Mechanism of methanol oxidation by quinoprotein methanol dehydrogenase

At neutral pH, oxidation of CH₃OH → CH₂O by an o-quinone requires general-base catalysis and the reaction is endothermic. The active-site -CO₂⁻ groups of Glu-171 and Asp-297 (Glu-171-CO₂⁻ and Asp-297-CO₂⁻) have been considered as the required general base catalysts in the bacterial o-quinoprotein methanol dehydrogenase (MDH) reaction.
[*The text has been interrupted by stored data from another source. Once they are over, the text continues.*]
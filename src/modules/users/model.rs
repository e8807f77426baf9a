use serde::{Deserialize, Serialize};
use sqlx::FromRow;
use utoipa::ToSchema;
use uuid::Uuid;
use validator::Validate;

/// A user row as stored, bcrypt hash included.
///
/// Deliberately does not implement `Serialize`: the hash must never reach a
/// response body, so handlers answer with [`UserResponse`] instead.
#[derive(Clone, FromRow)]
pub struct User {
    pub id: Uuid,
    pub first_name: String,
    pub last_name: String,
    pub email_address: String,
    pub password: String,
}

impl std::fmt::Debug for User {
    fn fmt(&self, f: &mut std::fmt::Formatter<'_>) -> std::fmt::Result {
        f.debug_struct("User")
            .field("id", &self.id)
            .field("first_name", &self.first_name)
            .field("last_name", &self.last_name)
            .field("email_address", &self.email_address)
            .field("password", &"[REDACTED]")
            .finish()
    }
}

/// Public view of a user.
#[derive(Debug, Clone, Serialize, ToSchema)]
#[serde(rename_all = "camelCase")]
pub struct UserResponse {
    pub id: Uuid,
    pub first_name: String,
    pub last_name: String,
    pub email_address: String,
}

impl From<&User> for UserResponse {
    fn from(user: &User) -> Self {
        Self {
            id: user.id,
            first_name: user.first_name.clone(),
            last_name: user.last_name.clone(),
            email_address: user.email_address.clone(),
        }
    }
}

#[derive(Debug, Clone, Deserialize, Validate, ToSchema)]
#[serde(rename_all = "camelCase")]
pub struct CreateUserDto {
    #[validate(length(min = 1, message = "firstName is required"))]
    pub first_name: String,
    #[validate(length(min = 1, message = "lastName is required"))]
    pub last_name: String,
    #[validate(email(message = "emailAddress must be a valid email address"))]
    pub email_address: String,
    #[validate(length(min = 1, message = "password is required"))]
    pub password: String,
}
Based on quantum mechanics/molecular mechanics (QM/MM) calculations, the free energy for MeOH reduction of o-PQQ when MeOH is hydrogen bonded to Glu-171-CO₂⁻ and the crystal water (Wat1) is hydrogen bonded to Asp-297-CO₂⁻ is ΔG^‡ = 11.7 kcal/mol, which is comparable with the experimental value of 8.5 kcal/mol. The calculated ΔG^‡ when MeOH is hydrogen bonded to Asp-297-CO₂⁻ is >50 kcal/mol. The Asp-297-CO₂⁻...Wat1 complex is very stable. Molecular dynamics (MD) simulations on MDH.PQQ.Wat1 complex in TIP3P water for 5 ns does not result in interchange of Asp-297-CO₂⁻ bound Wat1 for a solvent water. Starting with Wat1 removed and MeOH hydrogen bonded to Asp-297-CO₂⁻, we find that MeOH returns to be hydrogen bonded to Glu-171-CO₂⁻ and Asp-297-CO₂⁻ coordinates to Ca²⁺ during 3 ns simulation. The Asp-297-CO₂⁻...Wat1 of reactant complex does play a crucial role in catalysis. By QM/MM calculation ΔG^‡ = 1.1 kcal/mol for Asp-297-CO₂⁻ general-base catalysis of Wat1 hydration of the immediate CH₂O product → CH₂(OH)₂. By this means, the endothermic oxidation-reduction reaction is pulled such that the overall conversion of MeOH to CH₂(OH)₂ is exothermic.